The Department of Classics at Johns Hopkins offers research “laboratories” in which undergraduate students can enroll for credit as they would any normal course. Each lab project will be different, but each will engage students in direct, empirical research connected to the current work of the faculty member in charge. Some projects will complete their work in a semester, others may be ongoing or intermittent. For intermittent projects, students may join for just a term, or return.
Current Projects
The John Addington Symonds Project (JASP)
Led by Shane Butler (Classics), originally co-led by Gabrielle Dean (Sheridan Libraries), this project was launched in spring 2019, and continued in fall 2021, spring 2023, and fall 2024. This project’s central task has been the reconstruction of the contents of the personal library of John Addington Symonds, author of the first major English-language study of ancient Greek homosexuality (privately printed in 1883 in just ten copies, one of which was located and acquired through the project’s efforts) and a major figure in the early struggle for LGBTQ+ rights. More on the JASP website; you can also read an article from the Chronicle of Higher Education about JASP. (Authentication may be required.)
Antioch Recovery Project (ARP)
Led by Jennifer Stager (History of Art), this project was launched in spring 2020, and continued in fall 2021 and fall 2023. This project investigates mosaics from the ancient city of Antioch-on-the-Orontes, now dispersed across at least twenty-five locations around the world, with thirty pieces housed in the Baltimore Museum of Art. Reuniting these fragments digitally, it also explores the motivations and ethics of archaeological research and display.
Baltimore ReCast: Ancient & Modern Bodies in an American City (BRC)
Led by Emily Anderson (Classics), this project was launched in fall 2020, and continued in fall 2022 and fall 2024. This project has drawn its inspiration from the dispersed collection of plaster casts of ancient sculpture once housed in Baltimore’s Peabody Library. Reconstructing the collection and details of its layout, it has also turned to its use in the education of Baltimore’s diverse population.
The Race in Antiquity Project (RAP)
RAP is led by Nandini Pandey (Classics) and was launched in spring 2024, continuing in spring 2025. This project will generate an open-access educational resource regarding, on the one hand, ancient understandings and representations of identities and ethnic differences and, on the other, the use (and abuse) of the Greco-Roman past in later histories of ethnicity and race.
A World of Orators: Speaking in Public in the Roman Empire (WOO)

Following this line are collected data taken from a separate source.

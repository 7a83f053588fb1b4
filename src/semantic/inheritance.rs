//! Pass 2a: C3 linearization of each contract's base list and import of the
//! inherited scope members.

use rustc_hash::FxHashSet;

use crate::ast::ContractDefinition;
use crate::errors::{Diagnostic, Fatal, FatalError};

use super::ids::DeclId;
use super::scope::{DeclKind, ScopeTable};
use super::Annotations;

/// Resolve the base list (already bound by the reference resolver), run the
/// C3 merge, and record the linearization annotations.
pub fn linearize(
    contract: &ContractDefinition,
    scopes: &ScopeTable,
    annotations: &mut Annotations,
    diagnostics: &mut Vec<Diagnostic>,
) -> Fatal<()> {
    let contract_decl = annotations.decl_of[&contract.id];

    let mut direct_bases = Vec::with_capacity(contract.bases.len());
    for base in &contract.bases {
        let referenced = annotations
            .referenced_declaration
            .get(&base.base_name.id)
            .copied();
        let base_decl = match referenced {
            Some(decl) if scopes.decl(decl).kind == DeclKind::Contract => decl,
            _ => {
                diagnostics.push(Diagnostic::type_error(
                    base.base_name.span,
                    "Contract expected.",
                ));
                return Err(FatalError);
            }
        };
        direct_bases.push((base_decl, base.base_name.span));
    }

    // Bases mentioned later are pushed to the front so they can override
    // members of bases mentioned earlier; each base also contributes its own
    // already-computed linearization.
    let mut input: Vec<Vec<DeclId>> = Vec::with_capacity(direct_bases.len() + 1);
    for (base_decl, span) in direct_bases.iter().rev() {
        match annotations.linearized_base_contracts.get(base_decl) {
            Some(bases_bases) if !bases_bases.is_empty() => input.push(bases_bases.clone()),
            _ => {
                diagnostics.push(Diagnostic::type_error(
                    *span,
                    "Definition of base has to precede definition of derived contract",
                ));
                return Err(FatalError);
            }
        }
    }
    let mut direct = Vec::with_capacity(direct_bases.len() + 1);
    direct.push(contract_decl);
    direct.extend(direct_bases.iter().rev().map(|(decl, _)| *decl));
    input.push(direct);

    let result = match c3_merge(input) {
        Some(result) => result,
        None => {
            diagnostics.push(Diagnostic::type_error(
                contract.span,
                "Linearization of inheritance graph impossible",
            ));
            return Err(FatalError);
        }
    };

    let dependencies: FxHashSet<DeclId> = result[1..].iter().copied().collect();
    annotations
        .linearized_base_contracts
        .insert(contract_decl, result);
    annotations
        .contract_dependencies
        .insert(contract_decl, dependencies);
    Ok(())
}

/// The classical head/tail merge. A head may be appended to the result when
/// it appears in no list's tail; lists are scanned left to right, which makes
/// the tie-break deterministic. Returns `None` when no candidate remains.
pub fn c3_merge(mut lists: Vec<Vec<DeclId>>) -> Option<Vec<DeclId>> {
    lists.retain(|list| !list.is_empty());
    let mut result = Vec::new();
    while !lists.is_empty() {
        let candidate = lists
            .iter()
            .map(|list| list[0])
            .find(|head| lists.iter().all(|list| !list[1..].contains(head)))?;
        result.push(candidate);
        for list in &mut lists {
            list.retain(|entry| *entry != candidate);
        }
        lists.retain(|list| !list.is_empty());
    }
    Some(result)
}

/// Copy every declaration made in `base` that is visible in derived
/// contracts into the scope of `contract`. Imported overloads extend the
/// existing buckets; clashes with own members are ignored here and surface
/// later as override or overload errors.
pub fn import_inherited_scope(
    contract_decl: DeclId,
    base_decl: DeclId,
    scopes: &mut ScopeTable,
) {
    let (Some(contract_scope), Some(base_scope)) =
        (scopes.scope_of(contract_decl), scopes.scope_of(base_decl))
    else {
        return;
    };
    for (_, bucket) in scopes.declarations_in(base_scope) {
        for decl in bucket {
            let info = scopes.decl(decl);
            if info.scope == Some(base_scope) && info.is_visible_in_derived_contracts() {
                let _ = scopes.register(contract_scope, decl);
            }
        }
    }
}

This project is led by Matt Roller (Classics) and was launched in spring 2024. This project aims to create a searchable database of all instances of public speaking or oratory that are documented in surviving texts that refer to the early Roman imperial age, roughly 14 – 117 CE in the first instance (from the reign of the emperor Tiberius through that of Trajan). The core resources for this project are full texts of the relevant authors in English translation. We hope that this archive, once it is developed sufficiently, can be made publicly available and serve as a resource for scholarly research in the future.